I paninari ascoltavano i Duran Duran e gli Spandau Ballet.

I paninari frequentavano i nuovi locali dove, per la prima volta, i milanesi potevano assaggiare gli hamburger all’americana: Wendy, o Burghy, e da qui nacque il loro nome di paninari, un dispregiativo che loro seppero adottare come status di riconoscimento reciproco.

I paninari si muovevano in moto, le 125 cc che potevano essere guidate da un sedicenne, ma non delle 125 qualsiasi: Cagiva o Zundapp.

I paninari si frequentavano fra di loro ed erano gruppi chiusi agli “sfigati” che non condividevano il loro stile di vita e di abbigliamento.

L’estate, i loro genitori benestanti migravano nella vicina Liguria, dove si erano comprati delle case, a Pietra Ligure, a Rapallo, ad Alassio, e i figli andavano con loro, ricreando le stesse dinamiche di gruppo “paninare” anche sulla costa ligure.

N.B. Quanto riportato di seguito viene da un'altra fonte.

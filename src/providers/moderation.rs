//! Content moderation via Azure AI Content Safety.
//!
//! Text is sent as-is; images are sent as base64 in the JSON body. Only the
//! categories the service scores above zero are returned, in the order the
//! service lists them.

use async_trait::async_trait;
use base64::{engine::general_purpose::STANDARD, Engine};
use serde::{Deserialize, Serialize};

use super::error::{azure_error, AnalysisError, AnalysisResult};
use super::SUBSCRIPTION_KEY_HEADER;
use crate::domain::ModerationFinding;

const CONTENT_SAFETY_API_VERSION: &str = "2023-10-01";

/// Classifies text and images into risk categories.
#[async_trait]
pub trait ModerationProvider: Send + Sync {
    /// Returns the flagged categories for a piece of text.
    async fn analyze_text(&self, text: &str) -> AnalysisResult<Vec<ModerationFinding>>;

    /// Returns the flagged categories for raw image bytes.
    async fn analyze_image(&self, image: &[u8]) -> AnalysisResult<Vec<ModerationFinding>>;
}

#[derive(Debug, Serialize)]
struct AnalyzeTextRequest<'a> {
    text: &'a str,
}

#[derive(Debug, Serialize)]
struct AnalyzeImageRequest {
    image: ImageData,
}

#[derive(Debug, Serialize)]
struct ImageData {
    content: String,
}

#[derive(Debug, Deserialize)]
#[serde(rename_all = "camelCase")]
struct AnalyzeResponse {
    #[serde(default)]
    categories_analysis: Vec<CategoryAnalysis>,
}

#[derive(Debug, Deserialize)]
struct CategoryAnalysis {
    category: String,
    #[serde(default)]
    severity: Option<u32>,
}

impl AnalyzeResponse {
    fn into_findings(self) -> Vec<ModerationFinding> {
        self.categories_analysis
            .into_iter()
            .filter_map(|analysis| match analysis.severity {
                Some(severity) if severity > 0 => {
                    Some(ModerationFinding::new(analysis.category, severity))
                }
                _ => None,
            })
            .collect()
    }
}

/// Azure AI Content Safety client.
pub struct ContentSafetyProvider {
    client: reqwest::Client,
    endpoint: String,
    api_key: String,
}

impl ContentSafetyProvider {
    /// Creates a client for the resource at `endpoint`
    /// (e.g. `https://<name>.cognitiveservices.azure.com`).
    pub fn new(endpoint: impl Into<String>, api_key: impl Into<String>) -> Self {
        Self {
            client: reqwest::Client::new(),
            endpoint: endpoint.into().trim_end_matches('/').to_string(),
            api_key: api_key.into(),
        }
    }

    /// Overrides the HTTP client.
    pub fn with_client(mut self, client: reqwest::Client) -> Self {
        self.client = client;
        self
    }

    fn url(&self, operation: &str) -> String {
        format!(
            "{}/contentsafety/{}?api-version={}",
            self.endpoint, operation, CONTENT_SAFETY_API_VERSION
        )
    }

    async fn post<B: Serialize + ?Sized>(
        &self,
        operation: &str,
        body: &B,
    ) -> AnalysisResult<Vec<ModerationFinding>> {
        let response = self
            .client
            .post(self.url(operation))
            .header(SUBSCRIPTION_KEY_HEADER, &self.api_key)
            .json(body)
            .send()
            .await?;

        if !response.status().is_success() {
            return Err(azure_error(response).await);
        }

        let parsed: AnalyzeResponse = response.json().await.map_err(|e| {
            AnalysisError::MalformedResponse(format!("Failed to parse response: {}", e))
        })?;

        Ok(parsed.into_findings())
    }
}

#[async_trait]
impl ModerationProvider for ContentSafetyProvider {
    async fn analyze_text(&self, text: &str) -> AnalysisResult<Vec<ModerationFinding>> {
        tracing::debug!(chars = text.len(), "Analyzing text moderation");
        self.post("text:analyze", &AnalyzeTextRequest { text }).await
    }

    async fn analyze_image(&self, image: &[u8]) -> AnalysisResult<Vec<ModerationFinding>> {
        tracing::debug!(bytes = image.len(), "Analyzing image moderation");
        let request = AnalyzeImageRequest {
            image: ImageData {
                content: STANDARD.encode(image),
            },
        };
        self.post("image:analyze", &request).await
    }
}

I ragazzi milanesi arrivavano al mare, chi si era portato la moto sfrecciava sul lungomare, i bar locali venivano invasi, le ragazze locali venivano implacabilmente addocchiate e corteggiate, per avere l’avventura estiva di cui vantarsi con gli amici durante il lungo inverno milanese.

Ma, ahimè, in Liguria c’erano i ragazzi liguri, di più umili origini, senza abiti firmati e molto gelosi dei loro luoghi e delle loro ragazze.

Così, i liguri disprezzavano i milanesi che vedevano come invasori, i milanesi disprezzavano i liguri, in quanto privi di tutti quei capi d’abbigliamento e quegli oggetti che definivano lo status di paninaro del milanese.

Un giorno, un milanese, in un bar in Liguria, diede libero sfogo a tutto ciò, definendo i liguri una massa di zotici ignoranti e sfigati, che si meritavano di vedersi soffiare le ragazze dai milanesi in vacanza.

Il paninaro si dimenticò presto della sua sparata, senza sapere che qualcuno l’aveva sentita e, da quel momento, aveva cominciato a raccogliere informazioni su di lui. I ragazzi liguri, che erano un po’ meno zotici e sfigati di quanto pensasse il paninaro, fecero alla svelta a sapere come si chiamava, dove andava a scuola e quali erano le sue abitudini.

Ritroviamo il paninaro, che frequentava il mio stesso liceo, a settembre, fuori dal bar davanti alla scuola, un ritrovo di paninari, con una Coca Cola in mano.

Si avvicina un ragazzo vestito umilmente. Lo guarda. Il paninaro squadra l’abbigliamento del nuovo arrivato e ricambia lo sguardo con strafottenza.

“Tu sei il paninaro che ha detto che i liguri sono zotici e sfigati?”.

“Sì, che vuoi?”.

Non c’è nessuna risposta. Il pugno parte fulmineo. Un diretto destro, che impatta fra lo zigomo e l’occhio.

Il paninaro barcolla, il dolore è forte, ma ancora più forte è la sopresa.

Non ha nemmeno il tempo di reagire, il suo sguardo implora una spiegazione.

Il ragazzo gli dice: “Così impari a insultare noi liguri. Adesso riprendo il treno e torno a casa mia”.

Gira i tacchi e se ne va.

Quel ragazzo era venuto espressamente a Milano per cercare e “punire” il milanese.

L’esecuzione era compiuta. L’onore dei liguri era stato difeso.